В августе бомбили уже и Ленинград. Под сводами первых этажей Эрмитажа и Зимнего дворца был создан ряд бомбоубежищ. Семья Доброклонских поместилась в том, что находилось под Двадцатиколонным залом, где жили и другие эрмитажники. Здесь мне запомнилось, как мельком видел Логу и такую же, как и он, юную девушку Ирочку Дервиз (отец и мать ее – сотрудники Эрмитажа, потом умерли от голода). Они вечером о чем-то тихонько, но оживленно беседовали. До чего же прелестна и по внешности, и по манере говорить была эта пара! То сдержанные, то негромко, но единодушно чему-то смеющиеся, все вечера проводящие вместе, сидя рядом на топчане в полуосвещенном подвале. Так и веяло на каждого, кто их видел, юностью и радостью бытия, которые живут своими часами, наперекор всему.

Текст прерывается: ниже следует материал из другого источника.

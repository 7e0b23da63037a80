use std::sync::Arc;

use parking_lot::Mutex;
use serde_json::json;

use filament::registry::{event_name, EventRegistry, EVENT_CONNECTION_LOST, EVENT_READY};
use filament::ShardEvent;

fn dispatch_event(name: &str) -> ShardEvent {
    ShardEvent::Dispatch {
        shard: 0,
        event: name.to_string(),
        seq: Some(1),
        data: json!({}),
    }
}

#[tokio::test]
async fn test_handlers_run_in_registration_order() {
    let registry = EventRegistry::new();
    let log: Arc<Mutex<Vec<&'static str>>> = Arc::new(Mutex::new(Vec::new()));

    for label in ["first", "second", "third"] {
        let log = Arc::clone(&log);
        registry.on_fn("MESSAGE_CREATE", move |_| {
            let log = Arc::clone(&log);
            async move {
                log.lock().push(label);
                Ok(())
            }
        });
    }

    registry.dispatch(&dispatch_event("MESSAGE_CREATE")).await;
    assert_eq!(*log.lock(), vec!["first", "second", "third"]);
}

#[tokio::test]
async fn test_handler_error_does_not_stop_later_handlers() {
    let registry = EventRegistry::new();
    let log: Arc<Mutex<Vec<&'static str>>> = Arc::new(Mutex::new(Vec::new()));
    let reported: Arc<Mutex<Vec<String>>> = Arc::new(Mutex::new(Vec::new()));

    {
        let reported = Arc::clone(&reported);
        registry.set_error_hook(move |event, err| {
            reported.lock().push(format!("{event}: {err}"));
        });
    }

    registry.on_fn("GUILD_CREATE", |_| async move {
        Err(anyhow::anyhow!("handler exploded"))
    });
    {
        let log = Arc::clone(&log);
        registry.on_fn("GUILD_CREATE", move |_| {
            let log = Arc::clone(&log);
            async move {
                log.lock().push("survivor");
                Ok(())
            }
        });
    }

    registry.dispatch(&dispatch_event("GUILD_CREATE")).await;
    assert_eq!(*log.lock(), vec!["survivor"]);
    assert_eq!(*reported.lock(), vec!["GUILD_CREATE: handler exploded"]);
}

#[tokio::test]
async fn test_on_any_sees_every_event() {
    let registry = EventRegistry::new();
    let count = Arc::new(Mutex::new(0usize));

    {
        let count = Arc::clone(&count);
        registry.on_fn(filament::registry::ANY_EVENT, move |_| {
            let count = Arc::clone(&count);
            async move {
                *count.lock() += 1;
                Ok(())
            }
        });
    }

    registry.dispatch(&dispatch_event("MESSAGE_CREATE")).await;
    registry
        .dispatch(&ShardEvent::ConnectionLost { shard: 2 })
        .await;
    registry
        .dispatch(&ShardEvent::Ready {
            shard: 0,
            session_id: "s".into(),
            user: None,
        })
        .await;

    assert_eq!(*count.lock(), 3);
}

#[test]
fn test_lifecycle_events_have_stable_names() {
    assert_eq!(
        event_name(&ShardEvent::Ready {
            shard: 0,
            session_id: "s".into(),
            user: None,
        }),
        EVENT_READY
    );
    assert_eq!(
        event_name(&ShardEvent::ConnectionLost { shard: 1 }),
        EVENT_CONNECTION_LOST
    );
    assert_eq!(event_name(&dispatch_event("TYPING_START")), "TYPING_START");
}
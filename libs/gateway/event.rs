//! Shard lifecycle events delivered to the pool's owner

use serde_json::Value;

/// Lifecycle and dispatch notifications from one shard
///
/// Delivered through the pool's event channel in per-shard receive order.
/// Transport-internal failures never appear here as errors; they collapse
/// into `ConnectionLost` and the shard recovers on its own.
#[derive(Debug, Clone)]
pub enum ShardEvent {
    /// Fresh session established (Identify acknowledged with READY)
    Ready {
        shard: u32,
        session_id: String,
        /// The bot's own user object, as sent by the server
        user: Option<Value>,
    },
    /// Previous session reattached (Resume acknowledged with RESUMED)
    Resumed { shard: u32 },
    /// The connection dropped; the shard is reconnecting
    ConnectionLost { shard: u32 },
    /// Any other dispatch, forwarded opaquely
    Dispatch {
        shard: u32,
        event: String,
        seq: Option<u64>,
        data: Value,
    },
}

impl ShardEvent {
    /// Index of the shard this event came from
    pub fn shard(&self) -> u32 {
        match self {
            Self::Ready { shard, .. }
            | Self::Resumed { shard }
            | Self::ConnectionLost { shard }
            | Self::Dispatch { shard, .. } => *shard,
        }
    }
}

А потом, кажется в конце ноября, и Логу призвали, и как-то он пришел в убежище уже в солдатской одежде. Коротко остриженный, отчего его похудевшее лицо выглядело совсем детским, в слишком большом для его тоненького тела бумажном обмундировании и тяжелых кирзовых сапогах, он сидел между родителями. Не знаю, говорили ли они, но видел, что оба держали его за руки, а он что-то жевал.